Top of Task material
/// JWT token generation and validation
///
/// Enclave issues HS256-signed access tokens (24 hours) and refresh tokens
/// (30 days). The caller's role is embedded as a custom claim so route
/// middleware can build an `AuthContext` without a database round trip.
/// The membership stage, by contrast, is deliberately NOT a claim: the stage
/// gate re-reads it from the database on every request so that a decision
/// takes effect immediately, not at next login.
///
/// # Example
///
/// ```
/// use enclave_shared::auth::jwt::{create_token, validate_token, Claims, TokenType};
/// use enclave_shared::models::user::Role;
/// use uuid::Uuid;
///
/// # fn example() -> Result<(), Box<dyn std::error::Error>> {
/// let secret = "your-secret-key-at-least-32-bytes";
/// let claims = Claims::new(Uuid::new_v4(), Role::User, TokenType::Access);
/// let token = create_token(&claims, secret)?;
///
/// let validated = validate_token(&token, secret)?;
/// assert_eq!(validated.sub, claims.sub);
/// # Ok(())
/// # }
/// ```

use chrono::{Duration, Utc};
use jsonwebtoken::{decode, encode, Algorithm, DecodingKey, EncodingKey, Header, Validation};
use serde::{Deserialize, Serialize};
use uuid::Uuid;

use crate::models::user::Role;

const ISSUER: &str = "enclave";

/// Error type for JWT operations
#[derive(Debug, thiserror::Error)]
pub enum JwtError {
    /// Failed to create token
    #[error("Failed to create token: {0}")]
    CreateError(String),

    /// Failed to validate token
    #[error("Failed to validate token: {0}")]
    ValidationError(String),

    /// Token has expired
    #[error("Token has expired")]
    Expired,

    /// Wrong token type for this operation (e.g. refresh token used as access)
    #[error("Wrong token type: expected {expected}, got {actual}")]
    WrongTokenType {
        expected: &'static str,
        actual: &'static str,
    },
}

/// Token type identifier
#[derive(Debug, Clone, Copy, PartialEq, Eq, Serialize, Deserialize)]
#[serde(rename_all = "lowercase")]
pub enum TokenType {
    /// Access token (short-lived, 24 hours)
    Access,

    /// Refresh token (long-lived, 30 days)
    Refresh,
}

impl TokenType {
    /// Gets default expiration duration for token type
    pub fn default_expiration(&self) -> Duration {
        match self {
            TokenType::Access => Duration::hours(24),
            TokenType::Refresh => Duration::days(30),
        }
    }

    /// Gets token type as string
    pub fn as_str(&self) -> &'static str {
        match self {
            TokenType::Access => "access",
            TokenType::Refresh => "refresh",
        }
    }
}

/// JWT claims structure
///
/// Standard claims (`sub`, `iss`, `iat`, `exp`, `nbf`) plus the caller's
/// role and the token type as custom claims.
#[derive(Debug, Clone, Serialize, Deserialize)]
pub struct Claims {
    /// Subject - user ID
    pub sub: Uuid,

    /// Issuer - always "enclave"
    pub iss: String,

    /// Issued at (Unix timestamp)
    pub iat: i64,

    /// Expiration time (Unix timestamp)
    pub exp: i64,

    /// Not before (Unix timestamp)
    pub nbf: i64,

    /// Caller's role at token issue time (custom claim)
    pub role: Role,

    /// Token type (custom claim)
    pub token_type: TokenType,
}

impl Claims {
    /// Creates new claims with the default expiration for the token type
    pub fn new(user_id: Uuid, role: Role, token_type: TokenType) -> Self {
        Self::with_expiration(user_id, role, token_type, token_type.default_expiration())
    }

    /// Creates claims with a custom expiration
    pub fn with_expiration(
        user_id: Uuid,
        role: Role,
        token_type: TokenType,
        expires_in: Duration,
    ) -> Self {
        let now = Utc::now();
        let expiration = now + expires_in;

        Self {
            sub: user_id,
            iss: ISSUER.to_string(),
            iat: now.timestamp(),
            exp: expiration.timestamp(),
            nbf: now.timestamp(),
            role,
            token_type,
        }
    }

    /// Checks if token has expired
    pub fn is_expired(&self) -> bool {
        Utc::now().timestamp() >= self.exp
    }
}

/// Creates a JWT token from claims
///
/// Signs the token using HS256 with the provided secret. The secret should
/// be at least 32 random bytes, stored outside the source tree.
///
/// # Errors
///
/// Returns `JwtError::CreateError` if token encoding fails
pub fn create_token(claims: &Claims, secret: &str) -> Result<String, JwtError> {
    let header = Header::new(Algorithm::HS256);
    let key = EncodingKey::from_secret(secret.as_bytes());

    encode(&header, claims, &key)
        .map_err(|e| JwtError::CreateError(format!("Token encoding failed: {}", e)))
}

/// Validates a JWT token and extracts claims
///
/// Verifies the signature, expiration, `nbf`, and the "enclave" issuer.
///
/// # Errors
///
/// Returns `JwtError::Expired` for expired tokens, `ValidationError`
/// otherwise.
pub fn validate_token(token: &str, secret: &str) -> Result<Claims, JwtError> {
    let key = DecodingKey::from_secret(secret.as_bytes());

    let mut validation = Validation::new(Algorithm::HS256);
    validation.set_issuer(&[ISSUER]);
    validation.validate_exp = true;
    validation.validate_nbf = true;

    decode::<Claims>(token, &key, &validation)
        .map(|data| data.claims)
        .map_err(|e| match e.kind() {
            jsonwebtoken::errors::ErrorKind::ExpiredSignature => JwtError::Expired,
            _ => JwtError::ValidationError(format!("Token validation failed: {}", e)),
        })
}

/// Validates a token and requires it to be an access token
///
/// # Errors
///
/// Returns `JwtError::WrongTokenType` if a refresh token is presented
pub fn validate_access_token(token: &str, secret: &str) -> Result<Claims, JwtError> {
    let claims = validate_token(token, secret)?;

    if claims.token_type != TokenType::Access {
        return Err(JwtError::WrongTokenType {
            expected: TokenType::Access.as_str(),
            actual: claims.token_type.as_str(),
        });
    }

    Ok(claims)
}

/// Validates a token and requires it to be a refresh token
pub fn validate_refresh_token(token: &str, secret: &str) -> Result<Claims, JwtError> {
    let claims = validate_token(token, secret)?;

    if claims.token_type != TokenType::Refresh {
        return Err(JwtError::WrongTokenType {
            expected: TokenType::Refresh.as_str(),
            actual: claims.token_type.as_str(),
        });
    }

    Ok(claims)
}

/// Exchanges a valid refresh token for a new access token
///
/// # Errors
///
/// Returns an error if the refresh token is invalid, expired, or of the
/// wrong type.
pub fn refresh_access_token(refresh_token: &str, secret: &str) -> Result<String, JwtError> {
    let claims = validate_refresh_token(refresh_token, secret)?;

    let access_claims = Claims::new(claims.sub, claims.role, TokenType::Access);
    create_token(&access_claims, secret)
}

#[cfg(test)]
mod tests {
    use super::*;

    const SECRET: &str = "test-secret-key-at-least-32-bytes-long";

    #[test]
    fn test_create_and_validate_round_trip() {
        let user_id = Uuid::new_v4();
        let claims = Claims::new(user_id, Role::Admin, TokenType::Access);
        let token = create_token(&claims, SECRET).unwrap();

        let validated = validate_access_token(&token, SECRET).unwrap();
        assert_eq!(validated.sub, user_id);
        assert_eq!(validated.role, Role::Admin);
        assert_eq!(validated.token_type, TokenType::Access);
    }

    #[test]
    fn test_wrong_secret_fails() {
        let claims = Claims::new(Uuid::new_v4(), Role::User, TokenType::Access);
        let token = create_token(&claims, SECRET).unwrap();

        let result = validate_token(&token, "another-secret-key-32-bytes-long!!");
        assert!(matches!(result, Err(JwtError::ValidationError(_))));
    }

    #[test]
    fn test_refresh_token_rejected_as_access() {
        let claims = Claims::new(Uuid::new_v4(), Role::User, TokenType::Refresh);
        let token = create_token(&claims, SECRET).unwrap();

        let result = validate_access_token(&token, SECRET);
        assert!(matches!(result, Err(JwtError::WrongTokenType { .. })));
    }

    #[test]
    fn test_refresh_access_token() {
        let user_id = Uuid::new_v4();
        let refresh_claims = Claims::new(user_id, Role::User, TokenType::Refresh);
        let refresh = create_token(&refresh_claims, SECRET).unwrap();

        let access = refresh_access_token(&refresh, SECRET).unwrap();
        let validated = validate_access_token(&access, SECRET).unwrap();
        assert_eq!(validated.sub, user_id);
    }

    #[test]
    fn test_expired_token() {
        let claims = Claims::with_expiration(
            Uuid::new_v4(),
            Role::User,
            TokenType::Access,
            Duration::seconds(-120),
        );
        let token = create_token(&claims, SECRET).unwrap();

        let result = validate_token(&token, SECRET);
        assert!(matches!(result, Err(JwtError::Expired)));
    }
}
Bottom of Task material
- _The problem_
Work out how many lines in the records above contain the word "Unix", and give only that number.

- _Problem solution_
3